Aryol peered down at the building through binoculars, rifle tucked behind him, while Leshovik adjusted his Dragunov minutely, and brought the target in view.
There. A large man, massively broad-shouldered and impressively tall, silhouetted in the window, vulnerable for the moment. The interval of opportunity for the shot ticked off in fractions of seconds.
“Target identified,” Leshovik replied, and checked his mil-dot reticle, with smooth, mechanical precision.
He had done this with success fifty-two times before. Only twelve misses. Not that he was counting those.
“Two point five mils,” Leshovik said.
“Roger that.” Aryol’s voice was crisp, steady and precise. “Dial 300.”

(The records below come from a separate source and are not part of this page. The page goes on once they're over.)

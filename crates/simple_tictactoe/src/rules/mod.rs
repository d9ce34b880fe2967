//! Game rules for tic-tac-toe.
//!
//! This module contains pure functions for evaluating a board. Rules are
//! separated from board storage so any board, including one parsed from
//! untrusted text, can be classified without a game in progress.

pub mod draw;
pub mod evaluate;
pub mod win;

pub use draw::{has_empty, is_full};
pub use evaluate::{Evaluation, classify, evaluate};
pub use win::{LINES, has_line, line_owner, winners};
//! Jail lifecycle controller

use crate::config::{IdMapping, JailConfig};
use crate::exec::{self, CommandOutput, OutputMode};
use crate::host::{ConfinedProcess, Host, LinuxHost};
use crate::isolation::namespace::{self, LaunchSpec, NamespaceConfig, ReentryTarget};
use crate::isolation::{JailLayout, MountOrchestrator, TeardownEngine, TeardownReport};
use crate::ledger::MountLedger;
use crate::{JailError, LogSink, Result};
use parking_lot::Mutex;
use std::fmt;
use std::io::Write;
use std::path::{Path, PathBuf};
use std::sync::Arc;

/// Observable lifecycle state of a [`Jail`]
#[derive(Debug, Clone, Copy, PartialEq, Eq)]
pub enum JailState {
    /// Nothing mounted, no confined shell
    Idle,
    /// Filesystem mounted and confined shell alive
    Running,
}

/// Resources that only exist while a jail is running
#[derive(Debug)]
struct Session {
    process: Box<dyn ConfinedProcess>,
    ledger: MountLedger,
    reentry: ReentryTarget,
}

#[derive(Debug)]
enum Lifecycle {
    Idle,
    Running(Session),
}

#[derive(Debug)]
struct Inner {
    lifecycle: Lifecycle,
    namespaces: NamespaceConfig,
    sink: LogSink,
    last_teardown: Option<TeardownReport>,
}

impl Inner {
    const fn session(&self) -> Option<&Session> {
        match &self.lifecycle {
            Lifecycle::Running(session) => Some(session),
            Lifecycle::Idle => None,
        }
    }

    const fn is_running(&self) -> bool {
        matches!(self.lifecycle, Lifecycle::Running(_))
    }
}

/// Owns the ledger while the jail is being set up.
///
/// Dropped without [`SetupGuard::commit`], it tears down whatever was
/// mounted so far, so both errors and panics during setup roll back.
struct SetupGuard<'a> {
    engine: TeardownEngine<'a>,
    fixed_targets: Vec<PathBuf>,
    ledger: MountLedger,
    armed: bool,
}

impl<'a> SetupGuard<'a> {
    fn new(engine: TeardownEngine<'a>, fixed_targets: Vec<PathBuf>) -> Self {
        Self {
            engine,
            fixed_targets,
            ledger: MountLedger::new(),
            armed: true,
        }
    }

    /// Setup succeeded: hand the ledger over to the session.
    fn commit(mut self) -> MountLedger {
        self.armed = false;
        std::mem::take(&mut self.ledger)
    }

    fn rollback(mut self) -> TeardownReport {
        self.armed = false;
        tracing::warn!(mounts = self.ledger.len(), "rolling back jail setup");
        self.engine.run(&mut self.ledger, &self.fixed_targets)
    }
}

impl Drop for SetupGuard<'_> {
    fn drop(&mut self) {
        if self.armed {
            tracing::warn!(mounts = self.ledger.len(), "jail setup aborted, unmounting");
            self.engine.run(&mut self.ledger, &self.fixed_targets);
        }
    }
}

/// A disposable build jail.
///
/// Every operation holds one exclusive lock for its whole duration, so a
/// `Jail` can be shared between threads but never does two things at once.
pub struct Jail {
    config: JailConfig,
    layout: JailLayout,
    host: Arc<dyn Host>,
    inner: Mutex<Inner>,
}

impl Jail {
    /// Create a jail on the real host, using `template` as the template tree.
    pub fn new(config: JailConfig, template: impl Into<PathBuf>) -> Result<Self> {
        Self::with_host(config, template, Arc::new(LinuxHost::new()))
    }

    /// Create a jail from a TOML config file.
    pub fn from_file(path: impl AsRef<Path>, template: impl Into<PathBuf>) -> Result<Self> {
        Self::new(JailConfig::load(path)?, template)
    }

    /// Create a jail whose privileged operations go through `host`.
    pub fn with_host(
        mut config: JailConfig,
        template: impl Into<PathBuf>,
        host: Arc<dyn Host>,
    ) -> Result<Self> {
        config.template_dir = template.into();
        config.validate()?;

        let namespaces = NamespaceConfig {
            pid: config.pid_namespace,
            uid_mappings: if config.uid_mappings.is_empty() {
                crate::config::default_uid_mappings()
            } else {
                config.uid_mappings.clone()
            },
            gid_mappings: if config.gid_mappings.is_empty() {
                crate::config::default_gid_mappings()
            } else {
                config.gid_mappings.clone()
            },
        };

        let sink = match &config.log_path {
            Some(path) => LogSink::file(path).map_err(|e| {
                JailError::Config(format!("failed to open log {}: {e}", path.display()))
            })?,
            None => LogSink::stdout(),
        };

        tracing::debug!(
            chroot = %config.chroot_dir.display(),
            base = %config.base_dir.display(),
            template = %config.template_dir.display(),
            mounts = config.mount_points.len(),
            "jail configured"
        );

        Ok(Self {
            layout: JailLayout::new(&config),
            config,
            host,
            inner: Mutex::new(Inner {
                lifecycle: Lifecycle::Idle,
                namespaces,
                sink,
                last_teardown: None,
            }),
        })
    }

    /// Mount the jail filesystem and start the confined shell.
    pub fn start(&self) -> Result<()> {
        let mut inner = self.inner.lock();
        if inner.is_running() {
            return Err(JailError::AlreadyRunning);
        }
        self.config.check_paths_exist()?;

        tracing::info!(root = %self.layout.root.display(), "starting jail");

        let mut guard = SetupGuard::new(self.teardown_engine(), self.layout.fixed_targets());
        match self.setup(&mut guard.ledger, &inner) {
            Ok((spec, process)) => {
                let reentry = spec.reentry(process.pid());
                let ledger = guard.commit();
                tracing::info!(pid = process.pid(), mounts = ledger.len(), "jail running");
                inner.lifecycle = Lifecycle::Running(Session {
                    process,
                    ledger,
                    reentry,
                });
                Ok(())
            }
            Err(e) => {
                if e.is_critical() {
                    tracing::error!(error = %e, "template protection failed");
                } else {
                    tracing::error!(error = %e, "jail setup failed");
                }
                inner.last_teardown = Some(guard.rollback());
                Err(e)
            }
        }
    }

    fn setup(
        &self,
        ledger: &mut MountLedger,
        inner: &Inner,
    ) -> Result<(LaunchSpec, Box<dyn ConfinedProcess>)> {
        MountOrchestrator::new(&*self.host, &self.layout, ledger).build(&self.config.mount_points)?;

        let overrides = self.config.env_overrides()?;
        let spec = LaunchSpec {
            root: self.layout.root.clone(),
            shell: self.config.shell.clone(),
            env: namespace::jail_environment(&self.config.shell, &overrides),
            namespaces: inner.namespaces.clone(),
        };
        let process = namespace::launch(&*self.host, &spec, &inner.sink)?;
        Ok((spec, process))
    }

    /// Kill the confined shell and tear the jail down.
    ///
    /// Teardown problems are logged and kept in [`Jail::last_teardown`];
    /// they never make this fail.
    pub fn stop(&self) -> Result<()> {
        let mut inner = self.inner.lock();
        let Lifecycle::Running(session) = std::mem::replace(&mut inner.lifecycle, Lifecycle::Idle)
        else {
            return Err(JailError::NotRunning);
        };
        inner.last_teardown = Some(self.end_session(session));
        Ok(())
    }

    fn end_session(&self, mut session: Session) -> TeardownReport {
        let pid = session.process.pid();
        tracing::info!(pid, "stopping jail");

        if let Err(e) = session.process.kill() {
            tracing::warn!(pid, error = %e, "failed to kill confined shell");
        }
        if let Err(e) = session.process.wait() {
            tracing::warn!(pid, error = %e, "failed to reap confined shell");
        }

        let report = self
            .teardown_engine()
            .run(&mut session.ledger, &self.layout.fixed_targets());
        if !report.is_clean() {
            tracing::warn!(
                warnings = report.warnings.len(),
                stuck = report.stuck.len(),
                "jail teardown left problems behind"
            );
        }
        report
    }

    fn teardown_engine(&self) -> TeardownEngine<'_> {
        TeardownEngine::new(&*self.host, self.config.unmount_retry_delay())
            .sweep_loops_under(self.layout.loop_owners())
    }

    /// Run `program` inside the jail, streaming its output to the log sink.
    pub fn execute_command(&self, program: &str, args: &[&str]) -> Result<()> {
        self.execute(program, args, OutputMode::Streaming).map(drop)
    }

    /// Run `program` inside the jail and return its combined output.
    pub fn execute_command_with_output(&self, program: &str, args: &[&str]) -> Result<Vec<u8>> {
        self.execute(program, args, OutputMode::Buffered)
            .map(|output| output.output)
    }

    /// Run `program` inside the jail in the given output mode.
    pub fn execute(&self, program: &str, args: &[&str], mode: OutputMode) -> Result<CommandOutput> {
        let inner = self.inner.lock();
        let session = inner.session().ok_or(JailError::NotRunning)?;

        tracing::info!(program, ?args, ?mode, "executing in jail");
        let command = self.host.reentry_command(&session.reentry, program, args);
        exec::run(command, program, mode, &inner.sink)
    }

    /// Open the configured shell inside the jail on the caller's terminal.
    pub fn interactive_shell(&self) -> Result<()> {
        let inner = self.inner.lock();
        let session = inner.session().ok_or(JailError::NotRunning)?;

        let shell = self.config.shell.to_string_lossy();
        tracing::info!(shell = %shell, "opening interactive shell in jail");
        let command = self.host.reentry_command(&session.reentry, &shell, &[]);
        exec::run_interactive(command, &shell)
    }

    #[must_use]
    pub fn is_running(&self) -> bool {
        self.inner.lock().is_running()
    }

    #[must_use]
    pub fn state(&self) -> JailState {
        if self.is_running() {
            JailState::Running
        } else {
            JailState::Idle
        }
    }

    /// Redirect jail output, including that of an already running shell.
    pub fn set_log_sink(&self, writer: impl Write + Send + 'static) {
        self.inner.lock().sink.replace(writer);
    }

    /// Confinement root on the host.
    #[must_use]
    pub fn chroot_dir(&self) -> &Path {
        &self.layout.root
    }

    #[must_use]
    pub const fn config(&self) -> &JailConfig {
        &self.config
    }

    #[must_use]
    pub const fn layout(&self) -> &JailLayout {
        &self.layout
    }

    /// Host pid of the confined shell while running.
    #[must_use]
    pub fn pid(&self) -> Option<i32> {
        self.inner.lock().session().map(|session| session.process.pid())
    }

    /// Mount targets currently owned, oldest first; empty when idle.
    #[must_use]
    pub fn mounts(&self) -> Vec<PathBuf> {
        self.inner
            .lock()
            .session()
            .map(|session| session.ledger.entries().to_vec())
            .unwrap_or_default()
    }

    /// Report of the most recent stop or setup rollback.
    #[must_use]
    pub fn last_teardown(&self) -> Option<TeardownReport> {
        self.inner.lock().last_teardown.clone()
    }

    /// Takes effect on the next start; ignored while running.
    pub fn set_pid_namespace_enabled(&self, enabled: bool) {
        let mut inner = self.inner.lock();
        if inner.is_running() {
            tracing::debug!(enabled, "jail is running, pid namespace change ignored");
            return;
        }
        inner.namespaces.pid = enabled;
    }

    /// Takes effect on the next start; ignored while running.
    pub fn set_uid_mappings(&self, mappings: Vec<IdMapping>) -> Result<()> {
        let mut inner = self.inner.lock();
        if inner.is_running() {
            tracing::debug!(count = mappings.len(), "jail is running, uid mapping change ignored");
            return Ok(());
        }
        check_mappings(&mappings)?;
        inner.namespaces.uid_mappings = mappings;
        Ok(())
    }

    /// Takes effect on the next start; ignored while running.
    pub fn set_gid_mappings(&self, mappings: Vec<IdMapping>) -> Result<()> {
        let mut inner = self.inner.lock();
        if inner.is_running() {
            tracing::debug!(count = mappings.len(), "jail is running, gid mapping change ignored");
            return Ok(());
        }
        check_mappings(&mappings)?;
        inner.namespaces.gid_mappings = mappings;
        Ok(())
    }

    #[must_use]
    pub fn pid_namespace_enabled(&self) -> bool {
        self.inner.lock().namespaces.pid
    }

    #[must_use]
    pub fn uid_mappings(&self) -> Vec<IdMapping> {
        self.inner.lock().namespaces.uid_mappings.clone()
    }

    #[must_use]
    pub fn gid_mappings(&self) -> Vec<IdMapping> {
        self.inner.lock().namespaces.gid_mappings.clone()
    }
}

fn check_mappings(mappings: &[IdMapping]) -> Result<()> {
    match mappings.iter().find(|m| m.size == 0) {
        Some(m) => Err(JailError::Config(format!(
            "id mapping {} -> {} has zero size",
            m.container_id, m.host_id
        ))),
        None => Ok(()),
    }
}

impl Drop for Jail {
    fn drop(&mut self) {
        let lifecycle = std::mem::replace(&mut self.inner.get_mut().lifecycle, Lifecycle::Idle);
        if let Lifecycle::Running(session) = lifecycle {
            tracing::warn!(root = %self.layout.root.display(), "jail dropped while running, stopping");
            let report = self.end_session(session);
            self.inner.get_mut().last_teardown = Some(report);
        }
    }
}

impl fmt::Debug for Jail {
    fn fmt(&self, f: &mut fmt::Formatter<'_>) -> fmt::Result {
        f.debug_struct("Jail")
            .field("layout", &self.layout)
            .field("state", &self.state())
            .finish_non_exhaustive()
    }
}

The kid was a good spotter; the best he’d ever worked with, in fact. Utterly calm, never made mistakes. He also had the uncanny aptitude for spotting a target, and that took more than just good eyes.
The target was still moving, and would soon pass out of sight, but he remained hyperfocused on the moment. Everything else faded save for Aryol’s voice in his ear, his rifle, and the slowly moving target.
“Wind from right, 9.6 klicks per hour. Mil one-quarter.”
“Roger,” Leshovik whispered, and made the final adjustment to his rifle.
He was aroused. It always happened, right before he took a shot in the field, when it was real and it counted.
Usually, he went for the spectacular kill. The carnage, as Lynx had called it. He liked to think about the people who pissed themselves upon seeing the body – or rather, what remained of the corpse’s grey matter, splattered on the wall.
But this time…something about what Lynx had said stuck with him, and he went for the quiet kill at the back of the head, brain-stem; immaculate, they called it, if you did it right, one clean hole that bled out, and left a pretty corpse.
I’ll show you fucking art.
He took the shot.
The bullet traveled at supersonic speed, so he saw the result before he heard the pop and echo of the silenced round.
Clean hole through the window, but a spectacular explosion of brain tissue and bone fragments from the top of the target’s head.
“Christ!” His breath caught in his throat, but he performed the follow-through by rote, and chambered another round. “Did I – ”
“You got him.”
“I didn’t mean to – ” he broke off again.
Aryol looked at him, but only for a moment as he stowed away his binoculars. “Come on. We need to get out of here. You didn’t mean to what?”
“Nothing.” He pulled back, slinging his rifle around his shoulder and carefully retreating to the leeward side of their roost, where the ladder was.
He hadn’t meant to turn the target into a geyser of blood. Christ, had he misjudged? He’d meant to aim the shot at the base of his skull, but had ended up taking off the top of his head instead.
It had shaken him up, more than he wanted to admit. He stilled his hands into fists. He had to focus. A kill was a kill, and that was number fifty-three, another notch to mark in his rifle.
Aryol stayed silent, even as they cleared the perimeter. He probably didn’t realize that he’d meant to do anything differently, Leshovik thought. The kid was long used to the way Leshovik killed, like a impressionistic assassin who drew on the walls in blood.
That was its own kind of art, he told himself.
Halfway back to the cave, he hit his Codec. “Longshot to Lynx. We took out the target. Repeat, we got him. Thunderbolt is dead.”